Nie polecam, a wręcz odradzam!!! Niemiła obsługa, brak zainteresowania personelu przed i po operacji. Brak pomocy przy próbach karmienia piersią, skandaliczne zachowanie personelu przed, w trakcie i po operacji. Brak zainteresowania, empatii i pomocy. Wszytskie pacjentki traktowane poer "Ty", do tego odgłosy z porodówki np. "przyj ku..o, bo dziecko udusisz" Nie dość, że spaprali mi cięcie, pozwolili na powstanie zakażenia, zrobili znieczulenie zewnątrzoponowe naruszając warstwę opony przez co powstał wyciek płynu rdzeniowego. Przez bóle popunkcyjne nie mogłam przez 2 doby zajmowac się dzieckiem i NIKT MI NIE POMÓGŁ!!! dziecko było brane na karmienie (BUTLĄ) i na kąpiel, ciągle płakało a ja nie mogłam się ruszyć. Po stwierdzeniu zakażenia (pielęgniarka zaproponowala zafałszowanie temperatury w aktach tzn. mialam 40 st. ale powiedziala że może wpisać normalną!!! ) wysłano mnie na dół na ginekologię a dziecko zostało na gorze. Horror trwal ponad 10 dni. Przy wypisie też nikt nie pokazal mi jak karmić dziecko piersią. Szpital ma certyfikat UNICEFu chyba nielegalnie. Nigdy więcej! O goleniu i lewatywie bez mojej zgody i bez potrzeby nie wspomnę...

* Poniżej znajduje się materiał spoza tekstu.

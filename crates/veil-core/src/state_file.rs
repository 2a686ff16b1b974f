//! On-disk snapshots of hidden windows.
//!
//! Both the hidden set (`hidden.json`) and the restart-resume snapshot
//! (`resume.json`) use the same document: a versioned list of
//! [`HiddenEntry`] records. Writes go to a temporary sibling and are
//! renamed into place so a crash never leaves a half-written file.

use std::fs;
use std::io::ErrorKind;
use std::path::{Path, PathBuf};

use serde::{Deserialize, Serialize};

use crate::desktop::Desktop;
use crate::error::PersistenceError;
use crate::store::HiddenEntry;

const FORMAT_VERSION: u32 = 1;

/// Returns the per-user data directory: `%LOCALAPPDATA%\veil`.
pub fn data_dir() -> Option<PathBuf> {
    dirs::data_local_dir().map(|d| d.join("veil"))
}

/// Returns the hidden set path: `%LOCALAPPDATA%\veil\hidden.json`.
pub fn hidden_path() -> Option<PathBuf> {
    data_dir().map(|d| d.join("hidden.json"))
}

/// Returns the restart-resume snapshot path: `%LOCALAPPDATA%\veil\resume.json`.
pub fn resume_path() -> Option<PathBuf> {
    data_dir().map(|d| d.join("resume.json"))
}

#[derive(Debug, Serialize, Deserialize)]
struct StateDocument {
    version: u32,
    windows: Vec<HiddenEntry>,
}

/// A JSON state file at a fixed path.
#[derive(Debug, Clone)]
pub struct StateFile {
    path: PathBuf,
}

impl StateFile {
    pub fn new(path: impl Into<PathBuf>) -> Self {
        Self { path: path.into() }
    }

    pub fn path(&self) -> &Path {
        &self.path
    }

    pub fn exists(&self) -> bool {
        self.path.exists()
    }

    /// Reads the file. Returns `Ok(None)` if it does not exist.
    pub fn load(&self) -> Result<Option<Vec<HiddenEntry>>, PersistenceError> {
        let content = match fs::read_to_string(&self.path) {
            Ok(c) => c,
            Err(e) if e.kind() == ErrorKind::NotFound => return Ok(None),
            Err(e) => return Err(PersistenceError::io(&self.path, e)),
        };

        let doc: StateDocument =
            serde_json::from_str(&content).map_err(|e| PersistenceError::format(&self.path, e))?;
        if doc.version != FORMAT_VERSION {
            crate::log_warn!(
                "{}: unknown format version {}, reading anyway",
                self.path.display(),
                doc.version
            );
        }
        Ok(Some(doc.windows))
    }

    /// Replaces the file contents with `windows`.
    ///
    /// An empty list deletes the file: absence means nothing is hidden.
    pub fn save(&self, windows: &[HiddenEntry]) -> Result<(), PersistenceError> {
        if windows.is_empty() {
            return self.remove();
        }

        if let Some(parent) = self.path.parent() {
            fs::create_dir_all(parent).map_err(|e| PersistenceError::io(parent, e))?;
        }

        let doc = StateDocument {
            version: FORMAT_VERSION,
            windows: windows.to_vec(),
        };
        let json = serde_json::to_string_pretty(&doc)
            .map_err(|e| PersistenceError::format(&self.path, e))?;

        let tmp = self.path.with_extension("json.tmp");
        fs::write(&tmp, json).map_err(|e| PersistenceError::io(&tmp, e))?;
        fs::rename(&tmp, &self.path).map_err(|e| PersistenceError::io(&self.path, e))?;
        Ok(())
    }

    /// Deletes the file. A missing file is not an error.
    pub fn remove(&self) -> Result<(), PersistenceError> {
        match fs::remove_file(&self.path) {
            Ok(()) => Ok(()),
            Err(e) if e.kind() == ErrorKind::NotFound => Ok(()),
            Err(e) => Err(PersistenceError::io(&self.path, e)),
        }
    }
}

/// Splits records read from disk into those still safe to act upon and
/// those that are not.
///
/// Handles are not stable across restarts, so a record survives only if
/// its handle is live *and* the window currently carries the recorded
/// title. Anything else is most likely a reused handle.
pub fn partition_valid<D: Desktop>(
    desktop: &D,
    records: Vec<HiddenEntry>,
) -> (Vec<HiddenEntry>, Vec<HiddenEntry>) {
    records.into_iter().partition(|entry| {
        desktop.is_live(entry.window.handle)
            && desktop.title(entry.window.handle).as_deref() == Some(entry.window.title.as_str())
    })
}
use std::sync::Arc;
use std::sync::atomic::{AtomicBool, Ordering};
use std::sync::mpsc;
use std::thread;
use std::time::{Duration, Instant};

use super::daemon_ipc;
use super::daemon_types::DaemonMsg;

/// Granularity at which the poll thread notices a stop request.
const STOP_CHECK: Duration = Duration::from_millis(200);

/// Bridges hotkey presses into the daemon message channel.
pub(super) fn spawn_toggle_bridge(
    toggle_rx: mpsc::Receiver<()>,
    tx: mpsc::Sender<DaemonMsg>,
) -> thread::JoinHandle<()> {
    thread::spawn(move || {
        for () in toggle_rx {
            if tx.send(DaemonMsg::Toggle).is_err() {
                break;
            }
        }
    })
}

/// Spawns the IPC listener thread.
pub(super) fn spawn_ipc_listener(tx: mpsc::Sender<DaemonMsg>) -> thread::JoinHandle<()> {
    thread::spawn(move || daemon_ipc::ipc_loop(tx))
}

/// Sends `Tick` every `interval` until `stop` is set.
pub(super) fn spawn_poll_thread(
    tx: mpsc::Sender<DaemonMsg>,
    stop: Arc<AtomicBool>,
    interval: Duration,
) -> thread::JoinHandle<()> {
    thread::spawn(move || {
        let mut next = Instant::now() + interval;
        while !stop.load(Ordering::Relaxed) {
            thread::sleep(STOP_CHECK.min(next.saturating_duration_since(Instant::now())));
            if Instant::now() < next {
                continue;
            }
            next = Instant::now() + interval;
            if tx.send(DaemonMsg::Tick).is_err() {
                break;
            }
        }
    })
}
use veil_core::Handle;

pub fn execute(own_window: Option<usize>) {
    if let Err(e) = veil_windows::daemon::run(own_window.map(Handle)) {
        eprintln!("Daemon error: {e}");
        std::process::exit(1);
    }
}
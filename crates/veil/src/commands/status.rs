use veil_core::ipc::ResponseStatus;

pub fn execute() {
    if veil_windows::ipc::is_daemon_running() {
        match veil_windows::ipc::send_command(&veil_core::Command::Status) {
            Ok(response) if response.status == ResponseStatus::Ok => {
                println!("Veil is running.");
                if let Some(msg) = response.message {
                    println!("{msg}");
                }
            }
            _ => println!("Veil is running."),
        }
        return;
    }

    // A PID file without a pipe means an unclean shutdown.
    if let Ok(Some(pid)) = veil_core::pid::read_pid_file() {
        if veil_windows::process::is_process_alive(pid) {
            println!("Veil process exists (PID: {pid}) but is not responding.");
        } else {
            let _ = veil_core::pid::remove_pid_file();
            println!("Veil is not running (cleaned up stale PID file).");
        }
    } else {
        println!("Veil is not running.");
    }
}
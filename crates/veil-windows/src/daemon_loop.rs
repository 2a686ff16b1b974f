use std::fs;
use std::sync::Arc;
use std::sync::atomic::{AtomicBool, Ordering};
use std::sync::mpsc;
use std::time::Duration;

use veil_core::config::{self, template};
use veil_core::ipc::Command;
use veil_core::state_file::{self, StateFile};
use veil_core::{Handle, VisibilityStore, WindowManagerState, WindowResult, log_info, log_warn};

use crate::desktop::Win32Desktop;
use crate::event_loop;

use super::daemon_handlers;
use super::daemon_threads;
use super::daemon_types::DaemonMsg;

/// The inner daemon loop, separated so cleanup always runs in `run()`.
pub(super) fn daemon_loop(own_window: Option<Handle>) -> WindowResult<()> {
    let config_path = config::config_path().ok_or("could not determine the config directory")?;
    if !config_path.exists() {
        if let Some(dir) = config_path.parent() {
            fs::create_dir_all(dir)?;
        }
        fs::write(&config_path, template::generate_config())?;
    }

    let config = config::load_from(&config_path);
    veil_core::log::init(&config.logging);

    log_info!("Daemon started (PID: {})", std::process::id());
    log_info!(
        "Config: hotkey={}, scan every {}s, {} target(s), {} excluded",
        config.hotkey,
        config.scan.interval_secs,
        config.scan.targets.len(),
        config.toggle.exclude.len()
    );

    let desktop = Win32Desktop;
    let hidden_path =
        state_file::hidden_path().ok_or("could not determine the local data directory")?;
    let (store, warning) = VisibilityStore::open(StateFile::new(hidden_path), &desktop);
    if let Some(e) = warning {
        log_warn!("{e}");
        eprintln!("Warning: {e}");
    }
    log_info!("Restored {} hidden window(s) from the last run", store.len());

    let mut state = WindowManagerState::new(desktop, store, &config);
    match own_window {
        Some(handle) => log_info!("Protecting launching window {handle}"),
        None => log_info!("No launching window to protect"),
    }
    state.set_own_window(own_window);

    let (tx, rx) = mpsc::channel::<DaemonMsg>();

    // Hotkey presses arrive on the pump thread and are bridged in.
    let (toggle_tx, toggle_rx) = mpsc::channel();
    let mut event_loop = event_loop::start(toggle_tx, config.parsed_hotkey()?, config_path)?;
    let toggle_bridge = daemon_threads::spawn_toggle_bridge(toggle_rx, tx.clone());

    let ipc_thread = daemon_threads::spawn_ipc_listener(tx.clone());

    let stop = Arc::new(AtomicBool::new(false));
    let poll_thread = daemon_threads::spawn_poll_thread(
        tx.clone(),
        stop.clone(),
        Duration::from_secs(config.scan.interval_secs),
    );

    daemon_handlers::handle_tick(&mut state);

    while let Ok(msg) = rx.recv() {
        match msg {
            DaemonMsg::Tick => daemon_handlers::handle_tick(&mut state),
            DaemonMsg::Toggle => daemon_handlers::handle_toggle(&mut state),
            DaemonMsg::Command(command, reply_tx) => {
                let response =
                    daemon_handlers::handle_command(&command, &mut state, &mut event_loop);
                let _ = reply_tx.send(response);
                if matches!(command, Command::Stop) {
                    break;
                }
            }
        }
    }

    if let Some(report) = state.shutdown() {
        log_info!("Shutdown: {}", report.summary("restored"));
    }
    event_loop.stop();
    stop.store(true, Ordering::Relaxed);
    drop(tx);
    let _ = toggle_bridge.join();
    let _ = poll_thread.join();
    let _ = ipc_thread.join();

    log_info!("Daemon stopped");
    Ok(())
}
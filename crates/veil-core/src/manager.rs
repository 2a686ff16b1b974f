//! The single owner of all mutable window-visibility state.
//!
//! One `WindowManagerState` exists per running instance. The daemon's
//! main thread owns it and feeds it poll ticks, hotkey presses and user
//! commands one at a time, so every store operation is atomic without a
//! lock.

use crate::config::Config;
use crate::desktop::Desktop;
use crate::detect::{AutoHidePolicy, ScanReport};
use crate::engine::Engine;
use crate::error::VeilError;
use crate::report::BatchReport;
use crate::store::{EntryStatus, HiddenEntry, HiddenId, HideOrigin, VisibilityStore};
use crate::toggle::{ToggleController, ToggleOutcome, ToggleState};
use crate::window::{Handle, WindowRef};

pub struct WindowManagerState<D: Desktop> {
    desktop: D,
    self_title: String,
    store: VisibilityStore,
    policy: AutoHidePolicy,
    toggle: ToggleController,
    windows: Vec<WindowRef>,
    own_window: Option<Handle>,
}

impl<D: Desktop> WindowManagerState<D> {
    pub fn new(desktop: D, store: VisibilityStore, config: &Config) -> Self {
        Self {
            desktop,
            self_title: config.self_title.clone(),
            store,
            policy: AutoHidePolicy::new(config.scan.targets.clone()),
            toggle: ToggleController::new(config.toggle.exclude.clone()),
            windows: Vec::new(),
            own_window: None,
        }
    }

    pub fn desktop(&self) -> &D {
        &self.desktop
    }

    pub fn store(&self) -> &VisibilityStore {
        &self.store
    }

    /// Protects `handle` (the terminal that launched us) from every hide.
    pub fn set_own_window(&mut self, handle: Option<Handle>) {
        self.own_window = handle;
    }

    pub fn toggle_state(&self) -> ToggleState {
        self.toggle.state()
    }

    /// The windows seen by the most recent enumeration.
    pub fn visible_windows(&self) -> &[WindowRef] {
        &self.windows
    }

    /// Re-enumerates visible windows.
    pub fn refresh(&mut self) -> &[WindowRef] {
        self.windows = self.desktop.visible_windows();
        crate::log_debug!("Enumerated {} visible windows", self.windows.len());
        &self.windows
    }

    /// One background cycle: enumerate, then detect-new and reap-dead.
    pub fn tick(&mut self) -> ScanReport {
        self.refresh();
        let engine = Engine::new(&self.desktop, &self.self_title).with_own_window(self.own_window);
        let report = self.policy.scan(&self.windows, &engine, &mut self.store);
        if !report.is_quiet() {
            crate::log_info!(
                "Scan: {} auto-hidden, {} failed, {} reaped",
                report.hidden.len(),
                report.failed.len(),
                report.reaped.len()
            );
        }
        report
    }

    /// Hides the first visible window titled `title`.
    pub fn hide_title(&mut self, title: &str) -> Result<HiddenId, VeilError> {
        if title == self.self_title {
            return Err(VeilError::SelfTarget(title.to_string()));
        }
        self.refresh();
        let window = self
            .windows
            .iter()
            .find(|w| w.title == title)
            .cloned()
            .ok_or_else(|| VeilError::NoSuchWindow(title.to_string()))?;

        let engine = Engine::new(&self.desktop, &self.self_title).with_own_window(self.own_window);
        engine.hide(&mut self.store, &window, HideOrigin::Manual)
    }

    /// Shows the hidden window titled `title`.
    pub fn show_title(&mut self, title: &str) -> Result<WindowRef, VeilError> {
        let engine = Engine::new(&self.desktop, &self.self_title).with_own_window(self.own_window);
        engine.show(&mut self.store, title)
    }

    /// Shows the hidden entry `id`, as listed by `veil hidden`.
    pub fn show_id(&mut self, id: HiddenId) -> Result<WindowRef, VeilError> {
        let engine = Engine::new(&self.desktop, &self.self_title).with_own_window(self.own_window);
        engine.show_id(&mut self.store, id)
    }

    /// Runs the bulk toggle, as a hotkey press would.
    pub fn toggle(&mut self) -> ToggleOutcome {
        let engine = Engine::new(&self.desktop, &self.self_title).with_own_window(self.own_window);
        self.toggle.trigger(&engine)
    }

    /// The hidden set with the current OS status of each entry.
    pub fn hidden(&self) -> Vec<(HiddenEntry, EntryStatus)> {
        self.store
            .snapshot()
            .into_iter()
            .map(|entry| {
                let status = entry.status(&self.desktop);
                (entry, status)
            })
            .collect()
    }

    /// Restores anything still bulk-hidden by the toggle.
    ///
    /// The hidden set is left alone: it is persisted and picked up by
    /// the next run.
    pub fn shutdown(&mut self) -> Option<BatchReport> {
        let engine = Engine::new(&self.desktop, &self.self_title).with_own_window(self.own_window);
        self.toggle.restore_pending(&engine)
    }

    /// One-line status for `veil status`.
    pub fn status_line(&self) -> String {
        format!(
            "{} hidden, toggle {}, {} auto-hide target(s)",
            self.store.len(),
            self.toggle.state(),
            self.policy.targets().len()
        )
    }
}
use std::path::{Path, PathBuf};
use std::sync::mpsc::{self, Receiver, Sender};
use std::thread;

use veil_core::config;
use veil_core::{Hotkey, HotkeyError, VeilError, WindowResult, log_error, log_info};
use windows::Win32::Foundation::{LPARAM, WPARAM};
use windows::Win32::System::Threading::GetCurrentThreadId;
use windows::Win32::UI::WindowsAndMessaging::{
    DispatchMessageW, GetMessageW, MSG, PostThreadMessageW, TranslateMessage, WM_APP, WM_HOTKEY,
    WM_QUIT,
};

use crate::hotkey::HotkeyManager;

/// Posted to the pump thread when a rebind request is queued.
const WM_APP_REBIND: u32 = WM_APP + 1;

/// A request to change the toggle combination, answered by the pump.
struct RebindRequest {
    text: String,
    reply: Sender<Result<Hotkey, VeilError>>,
}

/// Starts the message-pump thread and binds `hotkey` on it.
///
/// Each press sends `()` through `toggle_tx`. A failed initial binding is
/// logged and the daemon keeps running without a hotkey; it can be bound
/// later with [`EventLoopHandle::rebind`].
pub fn start(
    toggle_tx: Sender<()>,
    hotkey: Hotkey,
    config_path: PathBuf,
) -> WindowResult<EventLoopHandle> {
    let (ready_tx, ready_rx) = mpsc::channel::<(u32, Option<Hotkey>)>();
    let (rebind_tx, rebind_rx) = mpsc::channel::<RebindRequest>();

    let handle = thread::spawn(move || {
        // SAFETY: GetCurrentThreadId has no preconditions.
        let thread_id = unsafe { GetCurrentThreadId() };

        let mut hotkeys = HotkeyManager::new(toggle_tx);
        let bound = match hotkeys.binding().rebind(hotkey.clone()) {
            Ok(()) => {
                log_info!("Toggle hotkey bound to {hotkey}");
                Some(hotkey)
            }
            Err(e) => {
                log_error!("{e}");
                eprintln!("Warning: {e}");
                None
            }
        };

        let _ = ready_tx.send((thread_id, bound));

        run_message_pump(&mut hotkeys, &rebind_rx, &config_path);

        // Unregistered on drop, on this thread as Win32 requires.
        drop(hotkeys);
    });

    let (thread_id, current) = ready_rx
        .recv()
        .map_err(|_| -> Box<dyn std::error::Error> {
            "event loop thread exited unexpectedly".into()
        })?;

    Ok(EventLoopHandle {
        thread_id,
        handle,
        rebind_tx,
        current,
    })
}

/// Handle for controlling the event loop from the daemon.
pub struct EventLoopHandle {
    thread_id: u32,
    handle: thread::JoinHandle<()>,
    rebind_tx: Sender<RebindRequest>,
    current: Option<Hotkey>,
}

impl EventLoopHandle {
    /// The combination currently bound, if any.
    pub fn current_hotkey(&self) -> Option<&Hotkey> {
        self.current.as_ref()
    }

    /// Rebinds the toggle to `text` and saves it to the config file.
    ///
    /// Blocks until the pump thread has answered. On failure the previous
    /// combination stays bound.
    pub fn rebind(&mut self, text: &str) -> Result<Hotkey, VeilError> {
        let (reply_tx, reply_rx) = mpsc::channel();
        let request = RebindRequest {
            text: text.to_string(),
            reply: reply_tx,
        };
        let gone = || {
            VeilError::Hotkey(HotkeyError::RegistrationFailed(
                "hotkey thread is not running".into(),
            ))
        };

        self.rebind_tx.send(request).map_err(|_| gone())?;
        // SAFETY: posting to a thread id we own; the pump drains the
        // request channel when it sees the message.
        unsafe { PostThreadMessageW(self.thread_id, WM_APP_REBIND, WPARAM(0), LPARAM(0)) }
            .map_err(|_| gone())?;

        let hotkey = reply_rx.recv().map_err(|_| gone())??;
        self.current = Some(hotkey.clone());
        Ok(hotkey)
    }

    /// Signals the event loop to stop and waits for the thread to finish.
    pub fn stop(self) {
        // SAFETY: WM_QUIT makes GetMessageW return FALSE on the pump thread.
        unsafe {
            let _ = PostThreadMessageW(self.thread_id, WM_QUIT, WPARAM(0), LPARAM(0));
        }
        let _ = self.handle.join();
    }
}

/// The Win32 message pump. Blocks until WM_QUIT is received.
fn run_message_pump(
    hotkeys: &mut HotkeyManager,
    rebind_rx: &Receiver<RebindRequest>,
    config_path: &Path,
) {
    let mut msg = MSG::default();

    while unsafe { GetMessageW(&mut msg, None, 0, 0).as_bool() } {
        match msg.message {
            WM_HOTKEY => hotkeys.dispatch(msg.wParam.0 as i32),
            WM_APP_REBIND => {
                for request in rebind_rx.try_iter() {
                    let result =
                        config::change_hotkey(hotkeys.binding(), config_path, &request.text);
                    match &result {
                        Ok(hotkey) => log_info!("Toggle hotkey rebound to {hotkey}"),
                        Err(e) => log_error!("Rebind to {:?} failed: {e}", request.text),
                    }
                    let _ = request.reply.send(result);
                }
            }
            _ => unsafe {
                let _ = TranslateMessage(&msg);
                DispatchMessageW(&msg);
            },
        }
    }
}
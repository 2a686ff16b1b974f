use veil_core::WindowRef;

use windows::Win32::Foundation::{HWND, LPARAM};
use windows::Win32::UI::WindowsAndMessaging::{EnumWindows, IsWindowVisible};
use windows::core::BOOL;

use crate::window::Window;

/// Enumerates all visible top-level windows that have a title.
///
/// This calls the Win32 `EnumWindows` API, which iterates over every
/// top-level window and invokes a callback for each one. A failure of
/// the enumeration itself is logged and whatever was collected so far is
/// returned; a window whose title cannot be read is simply skipped.
pub fn visible_windows() -> Vec<WindowRef> {
    let mut windows: Vec<WindowRef> = Vec::new();

    // SAFETY: EnumWindows calls our callback for each top-level window.
    // We pass a pointer to our Vec as LPARAM (user data). The callback
    // casts it back to &mut Vec<WindowRef>. This is safe because
    // EnumWindows runs synchronously, so the Vec outlives the call.
    let result = unsafe {
        EnumWindows(
            Some(enum_window_callback),
            LPARAM(&mut windows as *mut _ as isize),
        )
    };

    if let Err(e) = result {
        veil_core::log_warn!(
            "EnumWindows stopped early after {} windows: {e}",
            windows.len()
        );
    }

    windows
}

/// Callback invoked by `EnumWindows` for each top-level window.
///
/// Always returns `TRUE` so one odd window never ends enumeration.
unsafe extern "system" fn enum_window_callback(hwnd: HWND, lparam: LPARAM) -> BOOL {
    // SAFETY: lparam is a pointer to our Vec<WindowRef>, cast from visible_windows().
    let windows = unsafe { &mut *(lparam.0 as *mut Vec<WindowRef>) };

    // SAFETY: IsWindowVisible is a read-only query.
    if unsafe { IsWindowVisible(hwnd).as_bool() } {
        let window = Window::new(hwnd);
        let title = window.title();
        if !title.is_empty() {
            windows.push(WindowRef::new(window.handle(), title));
        }
    }

    BOOL(1) // TRUE: keep enumerating
}
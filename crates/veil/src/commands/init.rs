use std::path::Path;

use veil_core::config;

/// Writes the default `~/.config/veil/config.toml`, unless one exists.
pub fn execute() {
    let Some(dir) = config::config_dir() else {
        eprintln!("Error: could not determine home directory.");
        std::process::exit(1);
    };

    if let Err(e) = std::fs::create_dir_all(&dir) {
        eprintln!("Error: could not create {}: {e}", dir.display());
        std::process::exit(1);
    }

    write_if_missing(
        &dir.join("config.toml"),
        &config::template::generate_config(),
    );
    println!("\nList window titles under [scan] targets to have them hidden automatically.");
}

fn write_if_missing(path: &Path, content: &str) {
    if path.exists() {
        println!("Already exists: {}", path.display());
        return;
    }

    match std::fs::write(path, content) {
        Ok(()) => println!("Created {}", path.display()),
        Err(e) => eprintln!("Error: could not write {}: {e}", path.display()),
    }
}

opieka podczas porodu ok, problem w tym ze niektore polozne nie chcialy mowic jakie leki mi podawaly.. totalny brak jakiejkolwiek prywatnosci przy porodzie stalo nademna co najmniej 8 osob.. plus jest taki ze bardzo mili ludzie tam pracuja. po porodzie zostalam zostawiona sama sobie z dzieckiem, o jakakolwiek pomoc trzeba sie prosic, jesli cudem znajdzie sie jakas pielegniarke na korytarzu. ogolnie szpital w porzadku.
Opieka przed i po porodzie bez zarzutu, panie położne przemiłe bez jednego wyjątku, zawsze pomocne, odpowiadają na wszystkie pytania i prośby. Dodatkowo pokazują jak karmić, kąpać i przewijać dzidziusia, udzielają wielu cennych wskazówek, które mogą przydać się po wyjściu ze szpitala. Polecam ten szpital wszystkim mamom, którym zależy na kontakcie z maleństwem zaraz po porodzie, dla mnie ogromnym plusem był fakt, że dziecko było cały czas przy mnie. Warunki w szpitalu również miło mnie zaskoczyły, jest mały, kameralny, przyjazny, każda pacjentka jest traktowana indywidualnie, a nie taśmowo jak w niektórych dużych szpitalach. Z czystym sumieniem polecam.